Requirement: Retype exactly the lines from the one that contains "let wallet = Wallet::create(store, client)?;" through the final line of the material below, and add nothing else.

Data listing:
use std::io::Write;

use anyhow::Result;
use wallet_core::{ChainClient, KeyStore, Wallet};

pub fn run<C: ChainClient>(store: &KeyStore, client: C, out: &mut impl Write) -> Result<()> {
    let wallet = Wallet::create(store, client)?;

    writeln!(out, "Public Key: {}", wallet.address())?;
    writeln!(out, "Private Key Saved in '{}' file", store.path().display())?;
    Ok(())
}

Exercise response:
    let wallet = Wallet::create(store, client)?;

    writeln!(out, "Public Key: {}", wallet.address())?;
    writeln!(out, "Private Key Saved in '{}' file", store.path().display())?;
    Ok(())
}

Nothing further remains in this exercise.